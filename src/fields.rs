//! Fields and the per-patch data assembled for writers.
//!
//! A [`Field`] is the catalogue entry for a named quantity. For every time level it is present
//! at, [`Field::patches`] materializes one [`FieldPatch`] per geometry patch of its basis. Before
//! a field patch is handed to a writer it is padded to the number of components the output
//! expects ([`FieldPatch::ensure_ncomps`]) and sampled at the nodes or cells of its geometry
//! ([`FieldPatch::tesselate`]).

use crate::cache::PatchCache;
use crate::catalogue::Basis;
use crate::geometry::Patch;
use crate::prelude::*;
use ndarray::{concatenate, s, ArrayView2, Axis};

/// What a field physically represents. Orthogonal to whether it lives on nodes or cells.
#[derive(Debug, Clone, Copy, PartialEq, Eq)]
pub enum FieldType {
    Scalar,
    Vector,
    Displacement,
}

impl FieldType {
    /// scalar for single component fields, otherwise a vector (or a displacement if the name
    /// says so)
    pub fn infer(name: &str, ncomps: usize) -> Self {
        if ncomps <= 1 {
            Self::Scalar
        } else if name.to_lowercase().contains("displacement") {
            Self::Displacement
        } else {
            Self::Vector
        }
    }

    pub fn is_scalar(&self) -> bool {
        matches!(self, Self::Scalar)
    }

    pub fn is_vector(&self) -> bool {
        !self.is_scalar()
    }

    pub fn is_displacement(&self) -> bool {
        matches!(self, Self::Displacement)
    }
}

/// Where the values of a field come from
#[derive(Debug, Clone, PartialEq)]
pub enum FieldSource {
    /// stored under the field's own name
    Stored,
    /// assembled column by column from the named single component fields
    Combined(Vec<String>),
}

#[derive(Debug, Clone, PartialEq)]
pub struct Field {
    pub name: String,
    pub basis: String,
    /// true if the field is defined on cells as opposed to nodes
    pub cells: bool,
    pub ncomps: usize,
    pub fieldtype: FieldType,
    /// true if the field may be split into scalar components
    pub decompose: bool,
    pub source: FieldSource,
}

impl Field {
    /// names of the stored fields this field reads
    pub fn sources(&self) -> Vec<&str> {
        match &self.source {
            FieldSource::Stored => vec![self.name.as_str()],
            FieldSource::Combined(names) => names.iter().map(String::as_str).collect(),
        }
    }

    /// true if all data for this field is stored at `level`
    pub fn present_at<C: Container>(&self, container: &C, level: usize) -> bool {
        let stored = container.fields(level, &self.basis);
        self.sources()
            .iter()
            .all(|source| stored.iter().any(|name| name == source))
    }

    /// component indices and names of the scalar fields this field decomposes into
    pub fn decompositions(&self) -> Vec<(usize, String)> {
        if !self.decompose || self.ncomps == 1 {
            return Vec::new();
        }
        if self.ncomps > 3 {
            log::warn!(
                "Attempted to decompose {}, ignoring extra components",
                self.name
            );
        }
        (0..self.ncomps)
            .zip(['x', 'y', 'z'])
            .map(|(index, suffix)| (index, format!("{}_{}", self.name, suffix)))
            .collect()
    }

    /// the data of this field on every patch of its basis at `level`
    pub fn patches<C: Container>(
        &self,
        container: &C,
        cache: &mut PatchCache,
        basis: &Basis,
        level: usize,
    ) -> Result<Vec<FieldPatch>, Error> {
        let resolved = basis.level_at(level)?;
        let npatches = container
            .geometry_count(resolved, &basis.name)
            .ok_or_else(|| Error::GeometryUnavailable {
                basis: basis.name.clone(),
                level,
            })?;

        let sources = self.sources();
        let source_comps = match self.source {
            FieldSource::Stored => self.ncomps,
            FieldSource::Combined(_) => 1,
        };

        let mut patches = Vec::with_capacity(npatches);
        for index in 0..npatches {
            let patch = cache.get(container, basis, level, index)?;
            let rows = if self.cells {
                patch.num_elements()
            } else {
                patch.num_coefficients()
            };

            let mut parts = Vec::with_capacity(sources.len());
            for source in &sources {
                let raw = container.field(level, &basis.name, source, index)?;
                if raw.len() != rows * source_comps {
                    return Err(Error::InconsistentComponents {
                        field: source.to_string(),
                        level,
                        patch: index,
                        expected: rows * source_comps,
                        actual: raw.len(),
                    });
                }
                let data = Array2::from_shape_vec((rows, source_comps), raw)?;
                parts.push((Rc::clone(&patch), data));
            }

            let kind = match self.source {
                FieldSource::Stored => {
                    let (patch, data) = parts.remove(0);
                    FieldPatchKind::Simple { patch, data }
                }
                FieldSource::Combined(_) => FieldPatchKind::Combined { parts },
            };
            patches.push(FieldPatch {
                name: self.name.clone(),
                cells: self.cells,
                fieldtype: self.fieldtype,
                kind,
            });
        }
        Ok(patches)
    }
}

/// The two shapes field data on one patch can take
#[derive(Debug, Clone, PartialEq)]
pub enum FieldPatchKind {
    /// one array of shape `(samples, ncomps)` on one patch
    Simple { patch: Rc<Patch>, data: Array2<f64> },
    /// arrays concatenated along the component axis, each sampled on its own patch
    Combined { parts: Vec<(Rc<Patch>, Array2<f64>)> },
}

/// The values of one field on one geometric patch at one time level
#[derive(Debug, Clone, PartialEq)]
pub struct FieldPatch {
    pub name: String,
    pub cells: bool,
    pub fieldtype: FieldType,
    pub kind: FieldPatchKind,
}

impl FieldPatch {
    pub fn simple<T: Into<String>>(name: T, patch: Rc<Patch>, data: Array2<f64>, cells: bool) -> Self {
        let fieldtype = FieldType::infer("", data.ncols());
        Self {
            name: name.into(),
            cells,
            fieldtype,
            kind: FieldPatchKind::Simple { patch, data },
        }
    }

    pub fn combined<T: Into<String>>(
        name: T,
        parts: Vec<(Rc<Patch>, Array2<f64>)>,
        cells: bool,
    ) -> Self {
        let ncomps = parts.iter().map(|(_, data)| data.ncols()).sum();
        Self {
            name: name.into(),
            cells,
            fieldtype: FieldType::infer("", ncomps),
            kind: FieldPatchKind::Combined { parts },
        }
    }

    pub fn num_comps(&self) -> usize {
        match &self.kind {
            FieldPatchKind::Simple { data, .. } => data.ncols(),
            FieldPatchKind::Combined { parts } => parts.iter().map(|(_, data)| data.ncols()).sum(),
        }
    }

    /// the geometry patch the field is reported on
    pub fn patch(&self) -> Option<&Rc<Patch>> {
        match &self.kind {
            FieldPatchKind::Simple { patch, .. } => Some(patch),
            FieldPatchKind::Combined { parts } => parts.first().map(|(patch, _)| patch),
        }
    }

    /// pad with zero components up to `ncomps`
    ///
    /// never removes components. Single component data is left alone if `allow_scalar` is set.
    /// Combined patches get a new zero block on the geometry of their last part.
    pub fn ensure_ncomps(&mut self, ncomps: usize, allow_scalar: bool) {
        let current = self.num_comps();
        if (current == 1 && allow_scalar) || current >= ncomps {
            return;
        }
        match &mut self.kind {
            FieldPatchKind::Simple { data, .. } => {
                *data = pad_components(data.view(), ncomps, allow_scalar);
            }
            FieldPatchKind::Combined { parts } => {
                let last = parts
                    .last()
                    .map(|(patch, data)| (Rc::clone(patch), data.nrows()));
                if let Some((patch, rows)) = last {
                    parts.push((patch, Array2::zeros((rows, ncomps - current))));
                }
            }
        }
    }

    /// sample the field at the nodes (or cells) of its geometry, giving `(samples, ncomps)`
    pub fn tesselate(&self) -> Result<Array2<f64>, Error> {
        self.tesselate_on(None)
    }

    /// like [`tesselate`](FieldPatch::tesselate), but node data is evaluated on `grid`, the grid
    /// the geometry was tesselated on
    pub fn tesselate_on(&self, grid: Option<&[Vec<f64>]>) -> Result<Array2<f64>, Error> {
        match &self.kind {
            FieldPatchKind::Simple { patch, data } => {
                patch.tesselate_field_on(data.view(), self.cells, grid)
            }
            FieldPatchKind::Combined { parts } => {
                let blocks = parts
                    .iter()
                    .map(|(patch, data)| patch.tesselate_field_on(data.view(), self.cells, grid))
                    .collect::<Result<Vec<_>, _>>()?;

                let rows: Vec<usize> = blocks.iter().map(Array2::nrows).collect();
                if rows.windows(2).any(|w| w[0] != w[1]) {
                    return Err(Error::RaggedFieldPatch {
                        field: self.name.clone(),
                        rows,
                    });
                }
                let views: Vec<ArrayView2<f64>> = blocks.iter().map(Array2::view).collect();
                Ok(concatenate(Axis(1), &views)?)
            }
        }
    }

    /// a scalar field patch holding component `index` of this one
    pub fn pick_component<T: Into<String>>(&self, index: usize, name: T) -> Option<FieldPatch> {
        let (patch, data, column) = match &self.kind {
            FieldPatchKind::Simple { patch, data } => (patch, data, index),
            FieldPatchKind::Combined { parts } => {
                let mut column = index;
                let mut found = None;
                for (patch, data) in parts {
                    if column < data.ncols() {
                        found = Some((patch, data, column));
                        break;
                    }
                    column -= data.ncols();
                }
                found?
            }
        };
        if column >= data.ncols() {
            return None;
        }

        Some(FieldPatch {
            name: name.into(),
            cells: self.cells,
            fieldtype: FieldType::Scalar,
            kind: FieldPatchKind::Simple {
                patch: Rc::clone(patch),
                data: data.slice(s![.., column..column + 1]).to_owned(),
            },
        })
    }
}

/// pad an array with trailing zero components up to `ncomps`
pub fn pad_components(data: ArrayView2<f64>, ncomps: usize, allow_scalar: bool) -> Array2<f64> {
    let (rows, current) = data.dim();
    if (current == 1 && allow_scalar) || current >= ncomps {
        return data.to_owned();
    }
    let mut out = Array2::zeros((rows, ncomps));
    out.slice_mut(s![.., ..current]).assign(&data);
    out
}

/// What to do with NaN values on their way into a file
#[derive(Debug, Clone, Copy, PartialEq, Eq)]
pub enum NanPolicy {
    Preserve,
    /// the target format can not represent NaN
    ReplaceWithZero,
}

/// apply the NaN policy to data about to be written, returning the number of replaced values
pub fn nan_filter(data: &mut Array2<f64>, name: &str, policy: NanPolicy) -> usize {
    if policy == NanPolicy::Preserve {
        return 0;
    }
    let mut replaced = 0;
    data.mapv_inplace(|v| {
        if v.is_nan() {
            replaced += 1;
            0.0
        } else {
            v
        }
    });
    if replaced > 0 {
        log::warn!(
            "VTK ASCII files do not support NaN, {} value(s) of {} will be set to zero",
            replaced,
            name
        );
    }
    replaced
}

The problem: Only one stretch of the data above is needed. Restate it word for word, from the line containing "if the name" through the line containing "pub fn is_scalar(&self)", both ends included.

Response area:
    /// scalar for single component fields, otherwise a vector (or a displacement if the name
    /// says so)
    pub fn infer(name: &str, ncomps: usize) -> Self {
        if ncomps <= 1 {
            Self::Scalar
        } else if name.to_lowercase().contains("displacement") {
            Self::Displacement
        } else {
            Self::Vector
        }
    }

    pub fn is_scalar(&self) -> bool {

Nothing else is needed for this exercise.